Прежде всего насчет Асмы. За два года изгнания он если и думал о ней, то лишь затем, чтобы корить и изобличать ее. Дошло до того, что он уже видел в ней не более чем копию ее папаши, только в женском обличье. Под ангельской личиной — та же вероломная душа. В тот день она завопила в своей комнате, приспешники Рукоза сбежались, схватили его, измолотили кулаками и вышвырнули вон. Этот образ, отпечатавшись в памяти, заставил его проклясть Асму, и он изгнал ее из своих помыслов. И когда она бросилась к его ногам, умоляя пощадить отца, он на нее и не взглянул. А она, стало быть, в его отсутствие приходила к Ламии, утешала ее, и они говорили о нем…
Не был ли он несправедлив к этой девушке? Он вернулся к своим давно забытым воспоминаниям: тот день, когда в гостиной с незаконченной отделкой он впервые обнял ее, те мгновения бурного восторга от мимолетного касания их робких пальцев… Он уже не понимал, когда ошибался: в своей любви или в своей ненависти.

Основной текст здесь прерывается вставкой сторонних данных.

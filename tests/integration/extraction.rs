//! Integration tests for concurrent extraction
//!
//! A scripted `SeriesSource` controls per-device latency and outcome so the
//! coordinator can be checked for determinism, bounded concurrency and
//! partial-failure accounting.

use async_trait::async_trait;
use chrono::Duration as ChronoDuration;
use energy_data_extractor::coordinator::{
    CoordinatorSettings, ExtractionCoordinator, ExtractionOutcome, TIMEOUT_REASON,
};
use energy_data_extractor::dataset::DatasetRow;
use energy_data_extractor::fetcher::SeriesSource;
use energy_data_extractor::registry::ParameterRegistry;
use energy_data_extractor::shutdown::ShutdownCoordinator;
use energy_data_extractor::{
    DateRange, DeviceSpec, ExtractedSeries, ExtractionConfig, FetchStatus, Granularity,
    RawSeriesPoint,
};
use std::collections::HashMap;
use std::sync::atomic::{AtomicUsize, Ordering};
use std::sync::{Arc, Mutex};
use std::time::Duration;

#[derive(Clone)]
enum Script {
    Ok,
    Partial,
    Fail,
}

/// Returns three hourly readings per device after a per-device delay
struct ScriptedSource {
    delays: HashMap<u64, Duration>,
    scripts: HashMap<u64, Script>,
    in_flight: AtomicUsize,
    max_in_flight: AtomicUsize,
    completion_order: Mutex<Vec<u64>>,
}

impl ScriptedSource {
    fn new() -> Self {
        Self {
            delays: HashMap::new(),
            scripts: HashMap::new(),
            in_flight: AtomicUsize::new(0),
            max_in_flight: AtomicUsize::new(0),
            completion_order: Mutex::new(Vec::new()),
        }
    }

    fn with_delay(mut self, device_id: u64, delay: Duration) -> Self {
        self.delays.insert(device_id, delay);
        self
    }

    fn with_script(mut self, device_id: u64, script: Script) -> Self {
        self.scripts.insert(device_id, script);
        self
    }
}

#[async_trait]
impl SeriesSource for ScriptedSource {
    async fn fetch_series(
        &self,
        device: &DeviceSpec,
        range: &DateRange,
        _granularity: Granularity,
    ) -> ExtractedSeries {
        let now = self.in_flight.fetch_add(1, Ordering::SeqCst) + 1;
        self.max_in_flight.fetch_max(now, Ordering::SeqCst);

        let delay = self
            .delays
            .get(&device.device_id)
            .copied()
            .unwrap_or(Duration::from_millis(10));
        tokio::time::sleep(delay).await;

        self.in_flight.fetch_sub(1, Ordering::SeqCst);
        self.completion_order.lock().unwrap().push(device.device_id);

        let script = self
            .scripts
            .get(&device.device_id)
            .cloned()
            .unwrap_or(Script::Ok);
        let status = match script {
            Script::Ok => FetchStatus::Ok,
            Script::Partial => FetchStatus::Partial("1 of 2 windows failed: HTTP 500".into()),
            Script::Fail => return ExtractedSeries::failed(device, "HTTP 404: not found"),
        };

        let points = (0..3)
            .map(|h| {
                RawSeriesPoint::new(
                    range.start() + ChronoDuration::hours(h),
                    Some(device.device_id as f64 * 10.0 + h as f64),
                )
            })
            .collect();

        ExtractedSeries {
            device_id: device.device_id,
            name: device.name.clone(),
            parameter: device.parameter.clone(),
            client_name: Some("Test Client".into()),
            points,
            status,
        }
    }
}

fn config(devices: u64) -> ExtractionConfig {
    let devices: Vec<String> = (1..=devices)
        .map(|id| format!(r#"{{"device_id": {id}, "name": "Meter {id}", "param": "EACTIVE"}}"#))
        .collect();
    let json = format!(
        r#"{{
            "api_keys": [{{"token": "t", "client_name": "Test Client"}}],
            "params": ["EACTIVE"],
            "request_type": "hourly",
            "start_date": "2024-01-01T00:00:00Z",
            "end_date": "2024-01-02T00:00:00Z",
            "devices": [{}]
        }}"#,
        devices.join(",")
    );
    let registry = ParameterRegistry::load_embedded().unwrap();
    ExtractionConfig::from_json_str(&json, &registry).unwrap()
}

fn settings(concurrency: usize) -> CoordinatorSettings {
    CoordinatorSettings {
        concurrency,
        ..CoordinatorSettings::default()
    }
}

async fn run(source: ScriptedSource, config: &ExtractionConfig, settings: CoordinatorSettings) -> ExtractionOutcome {
    ExtractionCoordinator::new(Arc::new(source), settings)
        .with_shutdown(ShutdownCoordinator::shared())
        .extract(config)
        .await
}

fn owned_rows(outcome: &ExtractionOutcome) -> Vec<String> {
    outcome
        .dataset
        .rows()
        .map(|row: DatasetRow<'_>| format!("{}|{}|{}|{:?}", row.device_id, row.parameter, row.timestamp, row.value))
        .collect()
}

#[tokio::test(start_paused = true)]
async fn test_dataset_independent_of_pool_size() {
    let config = config(8);
    let mut results = Vec::new();

    for concurrency in [1, 5, 8] {
        // later devices finish first
        let mut source = ScriptedSource::new();
        for id in 1..=8u64 {
            source = source.with_delay(id, Duration::from_millis(100 - id * 10));
        }
        let outcome = run(source, &config, settings(concurrency)).await;
        results.push(owned_rows(&outcome));
    }

    assert_eq!(results[0].len(), 8 * 3);
    assert_eq!(results[0], results[1]);
    assert_eq!(results[1], results[2]);
}

#[tokio::test(start_paused = true)]
async fn test_dataset_independent_of_completion_order() {
    let config = config(4);

    let forward = (1..=4u64).fold(ScriptedSource::new(), |s, id| {
        s.with_delay(id, Duration::from_millis(id * 10))
    });
    let reverse = (1..=4u64).fold(ScriptedSource::new(), |s, id| {
        s.with_delay(id, Duration::from_millis(50 - id * 10))
    });

    let (forward, reverse) = (Arc::new(forward), Arc::new(reverse));
    let forward_outcome = ExtractionCoordinator::new(forward.clone(), settings(4))
        .with_shutdown(ShutdownCoordinator::shared())
        .extract(&config)
        .await;
    let reverse_outcome = ExtractionCoordinator::new(reverse.clone(), settings(4))
        .with_shutdown(ShutdownCoordinator::shared())
        .extract(&config)
        .await;

    assert_eq!(*forward.completion_order.lock().unwrap(), vec![1, 2, 3, 4]);
    assert_eq!(*reverse.completion_order.lock().unwrap(), vec![4, 3, 2, 1]);
    assert_eq!(forward_outcome.dataset, reverse_outcome.dataset);
    assert_eq!(forward_outcome.summary, reverse_outcome.summary);
}

#[tokio::test(start_paused = true)]
async fn test_concurrency_is_bounded() {
    let config = config(10);
    let source = Arc::new(ScriptedSource::new());
    let outcome = ExtractionCoordinator::new(source.clone(), settings(3))
        .with_shutdown(ShutdownCoordinator::shared())
        .extract(&config)
        .await;

    assert_eq!(outcome.summary.succeeded, 10);
    let max = source.max_in_flight.load(Ordering::SeqCst);
    assert!(max <= 3, "max in flight was {max}");
    assert!(max >= 2);
}

#[tokio::test(start_paused = true)]
async fn test_partial_failures_are_accounted() {
    let config = config(5);
    let source = ScriptedSource::new()
        .with_script(2, Script::Fail)
        .with_script(4, Script::Partial);
    let outcome = run(source, &config, settings(5)).await;
    let summary = &outcome.summary;

    assert_eq!(summary.total, 5);
    assert_eq!(summary.succeeded + summary.partial.len() + summary.failed.len(), summary.total);
    assert_eq!(summary.failed.len(), 1);
    assert_eq!(summary.failed[0].device_id, 2);
    assert!(summary.failed[0].reason.contains("404"));
    assert_eq!(summary.partial[0].device_id, 4);
    assert!(summary.aggregate_failure.is_none());

    // failed devices contribute no rows
    assert_eq!(outcome.dataset.series_count(), 4);
    assert!(outcome.dataset.rows().all(|row| row.device_id != 2));
}

#[tokio::test(start_paused = true)]
async fn test_majority_failure_reports_aggregate_failure() {
    let config = config(4);
    let source = ScriptedSource::new()
        .with_script(1, Script::Fail)
        .with_script(2, Script::Fail)
        .with_script(3, Script::Fail);
    let outcome = run(source, &config, settings(2)).await;

    let failure = outcome.summary.aggregate_failure.expect("aggregate failure");
    assert_eq!(failure.failed, 3);
    assert_eq!(failure.total, 4);
    // the surviving device is still published
    assert_eq!(outcome.dataset.series_count(), 1);
}

#[tokio::test(start_paused = true)]
async fn test_deadline_keeps_completed_and_times_out_the_rest() {
    let config = config(3);
    let source = ScriptedSource::new()
        .with_delay(1, Duration::from_millis(10))
        .with_delay(2, Duration::from_secs(30))
        .with_delay(3, Duration::from_secs(60));
    let settings = CoordinatorSettings {
        concurrency: 3,
        deadline: Some(Duration::from_secs(1)),
        ..CoordinatorSettings::default()
    };
    let outcome = run(source, &config, settings).await;

    assert_eq!(outcome.summary.succeeded, 1);
    assert_eq!(outcome.summary.failed.len(), 2);
    assert!(outcome
        .summary
        .failed
        .iter()
        .all(|device| device.reason == TIMEOUT_REASON));
    assert_eq!(outcome.dataset.series_count(), 1);
}

#[tokio::test(start_paused = true)]
async fn test_progress_callback_sees_every_device() {
    let config = config(6);
    let seen = Arc::new(AtomicUsize::new(0));
    let counter = seen.clone();

    let outcome = ExtractionCoordinator::new(Arc::new(ScriptedSource::new()), settings(2))
        .with_shutdown(ShutdownCoordinator::shared())
        .with_progress(Arc::new(move |_series: &ExtractedSeries| {
            counter.fetch_add(1, Ordering::SeqCst);
        }))
        .extract(&config)
        .await;

    assert_eq!(seen.load(Ordering::SeqCst), 6);
    assert!(outcome.summary.is_complete());
}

Душевная тревога убаюкала его. И тревога же разбудила. Несколько секунд прошло или целые часы? Он привстал, опираясь на локоть, повернулся, свесил ноги в пустоту, готовый спрыгнуть. Да так и застыл, изогнув спину, словно в засаде. Показалось, или он вправду слышал какой-то шум? Возможно, ему припомнились тревоги поселян. Так или иначе, после нескольких мгновений замешательства он спрыгнул и помчался к выходу, пересек замковый двор, выбежал на тропу, забирающую влево, к старинным конюшням. Было, судя по всему, часов пять утра. На земле, как при полнолунии, виднелись только черные тени да белые камни.
При этом неверном свете начался последний день в истории того, кого звали Таниос-кишк, — по крайней мере если его жизнь и продолжалась за пределами этого дня, больше о ней ничего не известно. Тем не менее я вынужден, прервав его бег, возвратиться назад, дабы поведать о событиях минувшей ночи. Я постарался восстановить их как можно точнее. И все же существует еще одна версия.